I didn’t get a single job offer to be postdoctoral researcher. And — much like Bill Withers — I felt like the sunshine was gone from my life. What else does one feel when you work hard for years and years to get to the next step, and suddenly you can’t take it?
But, I like to think that I did what any sane person would do: I had a crisis, and tried to figure out what would come next for me. So, I moved to Madison, WI, because there was a temporary teaching opening at the University of Wisconsin. And teaching full-time made me realize (or re-realize) how much I liked it, and how satisfying it was for me.
But I still had the itch to work on research, to investigate the frontiers of dark matter, dark energy, the early Universe, and cosmology in general. So I decided to apply for postdoctoral jobs again. This time was different, and the next summer, I moved to Tucson, AZ, and started my job as a researcher at the University of Arizona.
And I was pretty good at it! But, there was a problem: I didn’t like it. Not enough to want to keep on doing it there. But I was less than a year into my postdoc, and I had a hard decision to make. Did I stay, make the best of it, and continue down the traditional academic career track? You know, undergrad, grad student, postdoc (sometimes 2 or 3), and finally professor? Or would I leave my job and pursue an unknown adventure?

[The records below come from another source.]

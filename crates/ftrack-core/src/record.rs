//! PathRecord — one visited folder in the history.

use chrono::{DateTime, Utc};
use serde::{Deserialize, Serialize};
use std::fmt;
use std::str::FromStr;

use crate::error::TrackerError;

/// A folder the user has opened at least once. `path` is the unique key.
#[derive(Debug, Clone, PartialEq, Eq, Serialize, Deserialize)]
pub struct PathRecord {
    pub path: String,
    /// Number of visits; never below 1 while the record exists.
    pub access_count: u64,
    /// Time of the most recent visit, second resolution.
    pub last_access_time: DateTime<Utc>,
    pub is_pinned: bool,
}

/// Ordering applied to the unpinned part of a history view.
#[derive(Debug, Clone, Copy, PartialEq, Eq, Default, Serialize, Deserialize)]
#[serde(rename_all = "lowercase")]
pub enum SortKey {
    /// By `access_count`.
    #[default]
    Frequency,
    /// By `last_access_time`.
    Recency,
    /// By path, case-insensitive.
    Path,
}

impl SortKey {
    pub fn as_str(self) -> &'static str {
        match self {
            Self::Frequency => "frequency",
            Self::Recency => "recency",
            Self::Path => "path",
        }
    }

    /// The key the "toggle sort" action switches to: frequency and
    /// recency alternate, path falls back to frequency.
    #[must_use]
    pub fn toggled(self) -> Self {
        match self {
            Self::Frequency => Self::Recency,
            Self::Recency | Self::Path => Self::Frequency,
        }
    }
}

impl fmt::Display for SortKey {
    fn fmt(&self, f: &mut fmt::Formatter<'_>) -> fmt::Result {
        f.write_str(self.as_str())
    }
}

impl FromStr for SortKey {
    type Err = TrackerError;

    fn from_str(s: &str) -> Result<Self, Self::Err> {
        match s.trim().to_ascii_lowercase().as_str() {
            "frequency" | "freq" | "count" => Ok(Self::Frequency),
            "recency" | "recent" | "time" => Ok(Self::Recency),
            "path" | "name" => Ok(Self::Path),
            other => Err(TrackerError::InvalidSortKey(other.to_string())),
        }
    }
}
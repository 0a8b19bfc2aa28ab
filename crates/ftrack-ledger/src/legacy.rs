//! Reading history databases written by older releases.

use std::path::Path;

use chrono::{DateTime, Utc};
use rusqlite::types::Value;
use rusqlite::{Connection, OpenFlags};

use ftrack_core::error::TrackerError;
use ftrack_core::normalize_path;
use ftrack_core::time::{from_epoch_seconds, parse_timestamp};

use crate::schema::column_names;

/// A row read from a legacy database, already validated.
#[derive(Debug, Clone)]
pub(crate) struct LegacyEntry {
    pub path: String,
    pub access_count: i64,
    pub last_access_time: DateTime<Utc>,
    pub is_pinned: bool,
}

/// Outcome of [`crate::Ledger::import_legacy`].
#[derive(Debug, Clone, Copy, Default, PartialEq, Eq)]
pub struct ImportSummary {
    /// Paths that were new to the ledger.
    pub imported: usize,
    /// Paths that already existed and had their counters merged.
    pub merged: usize,
    /// Rows skipped because their path was invalid.
    pub skipped: usize,
}

/// Visit count from a loosely typed legacy column. Anything unusable is 1.
pub(crate) fn legacy_count(value: &Value) -> i64 {
    let count = match value {
        Value::Integer(n) => *n,
        Value::Real(f) if f.is_finite() => *f as i64,
        Value::Text(s) => s.trim().parse::<i64>().unwrap_or(1),
        _ => 1,
    };
    count.max(1)
}

/// Timestamp from a legacy column: text in any accepted layout, or epoch
/// seconds. Missing or unreadable values sort as the oldest possible visit.
pub(crate) fn legacy_timestamp(value: &Value) -> DateTime<Utc> {
    let parsed = match value {
        Value::Text(s) => parse_timestamp(s),
        Value::Real(f) => from_epoch_seconds(*f),
        Value::Integer(n) => from_epoch_seconds(*n as f64),
        _ => Err(TrackerError::Timestamp("null".to_string())),
    };
    parsed.unwrap_or_else(|e| {
        tracing::warn!(error = %e, "unreadable legacy timestamp, treating as epoch");
        DateTime::<Utc>::UNIX_EPOCH
    })
}

/// Read every row of a legacy `paths` table, oldest row first.
///
/// Returns the valid entries and the number of rows skipped.
///
/// # Errors
///
/// Returns [`TrackerError::Storage`] if the file cannot be opened read-only
/// or has no `paths` table.
pub(crate) fn read_legacy(source: &Path) -> Result<(Vec<LegacyEntry>, usize), TrackerError> {
    let storage = |e: rusqlite::Error| {
        TrackerError::Storage(format!("legacy database {}: {e}", source.display()))
    };

    let conn = Connection::open_with_flags(
        source,
        OpenFlags::SQLITE_OPEN_READ_ONLY | OpenFlags::SQLITE_OPEN_NO_MUTEX,
    )
    .map_err(storage)?;

    let columns = column_names(&conn, "paths").map_err(storage)?;
    if columns.is_empty() {
        return Err(TrackerError::Storage(format!(
            "legacy database {} has no paths table",
            source.display()
        )));
    }
    let pinned_expr = if columns.iter().any(|c| c == "is_pinned") {
        "is_pinned"
    } else {
        "0"
    };

    let mut stmt = conn
        .prepare(&format!(
            "SELECT path, access_count, last_access_time, {pinned_expr}
             FROM paths ORDER BY rowid"
        ))
        .map_err(storage)?;

    let raw = stmt
        .query_map([], |row| {
            Ok((
                row.get::<_, Option<String>>(0)?,
                row.get::<_, Value>(1)?,
                row.get::<_, Value>(2)?,
                row.get::<_, Option<i64>>(3)?.unwrap_or(0) != 0,
            ))
        })
        .map_err(storage)?
        .collect::<rusqlite::Result<Vec<_>>>()
        .map_err(storage)?;

    let mut entries = Vec::with_capacity(raw.len());
    let mut skipped = 0;
    for (path, count, stamp, is_pinned) in raw {
        match path.as_deref().map(normalize_path) {
            Some(Ok(path)) => entries.push(LegacyEntry {
                path,
                access_count: legacy_count(&count),
                last_access_time: legacy_timestamp(&stamp),
                is_pinned,
            }),
            _ => {
                tracing::warn!(path = ?path, "skipping legacy row with invalid path");
                skipped += 1;
            }
        }
    }
    Ok((entries, skipped))
}
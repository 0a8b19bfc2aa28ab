//! Timestamp helpers.
//!
//! Visits are stamped with second resolution and stored as RFC 3339 UTC
//! text. Histories written by older releases used either local
//! `%Y-%m-%d %H:%M:%S` text or floating epoch seconds; both are still read.

use chrono::{DateTime, Local, NaiveDateTime, SecondsFormat, TimeZone, Timelike, Utc};

use crate::error::TrackerError;

/// Text layout of timestamps in legacy history databases (local time).
pub const LEGACY_TIME_FORMAT: &str = "%Y-%m-%d %H:%M:%S";

/// Current wall-clock time, truncated to whole seconds.
#[must_use]
pub fn now() -> DateTime<Utc> {
    truncate_to_seconds(Utc::now())
}

#[must_use]
pub fn truncate_to_seconds(t: DateTime<Utc>) -> DateTime<Utc> {
    t.with_nanosecond(0).unwrap_or(t)
}

/// Storage form: `2025-02-10T08:30:00Z`.
#[must_use]
pub fn format_timestamp(t: DateTime<Utc>) -> String {
    t.to_rfc3339_opts(SecondsFormat::Secs, true)
}

/// Parse a stored timestamp in any of the accepted layouts.
///
/// # Errors
///
/// Returns [`TrackerError::Timestamp`] if no layout matches.
pub fn parse_timestamp(raw: &str) -> Result<DateTime<Utc>, TrackerError> {
    let raw = raw.trim();
    if let Ok(dt) = DateTime::parse_from_rfc3339(raw) {
        return Ok(truncate_to_seconds(dt.with_timezone(&Utc)));
    }
    if let Ok(naive) = NaiveDateTime::parse_from_str(raw, LEGACY_TIME_FORMAT) {
        return Local
            .from_local_datetime(&naive)
            .earliest()
            .map(|dt| dt.with_timezone(&Utc))
            .ok_or_else(|| TrackerError::Timestamp(raw.to_string()));
    }
    if let Ok(secs) = raw.parse::<f64>() {
        return from_epoch_seconds(secs);
    }
    Err(TrackerError::Timestamp(raw.to_string()))
}

/// Convert legacy floating epoch seconds, dropping the fraction.
///
/// # Errors
///
/// Returns [`TrackerError::Timestamp`] if the value is not finite or out of range.
pub fn from_epoch_seconds(secs: f64) -> Result<DateTime<Utc>, TrackerError> {
    if !secs.is_finite() {
        return Err(TrackerError::Timestamp(secs.to_string()));
    }
    DateTime::from_timestamp(secs.trunc() as i64, 0)
        .ok_or_else(|| TrackerError::Timestamp(secs.to_string()))
}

That choice was what brought me to Portland, where I found a job teaching at the University of Portland. And while it was a good experience in a very good work environment, it was a very limited job. No resources to do my research, and just the same four classes to teach and run over and over again. One of the great things I love about teaching is the creativity, the art of figuring out how to present some very complex information in an understandable, useful, and interesting way. You know what job gives you the opportunity to have all of those things? Professor. But I abandoned the traditional path for that, and simply chose a happy life with an okay job with no upward mobility as the tradeoff.
Or so I thought. This past November, I received an invitation to give the physics colloquium at one of the top colleges in the region: Lewis & Clark College, which is also in Portland, OR. For those of you who’ve never heard of it, it is gorgeous:
And so when I went, I gave the best talk I could possibly give, like I was interviewing for my dream job. Well, because I was, kind of. A tenured physics professor there had decided to leave the University to move to Washington, DC. Two months later, I heard some wonderful news from Lewis & Clark College about employment. Long story short, my last day at University of Portland was Friday, and my first day as a full-time Professor is Monday! Classes start then, and among the courses I’ll be teaching is Astronomy, which I am ridiculously excited about!
But don’t worry; I’ll still be here, writing about the Universe and all the wonderful things we find in it. But I wanted to share my good news with you, on my one weekend between jobs. See you on Monday!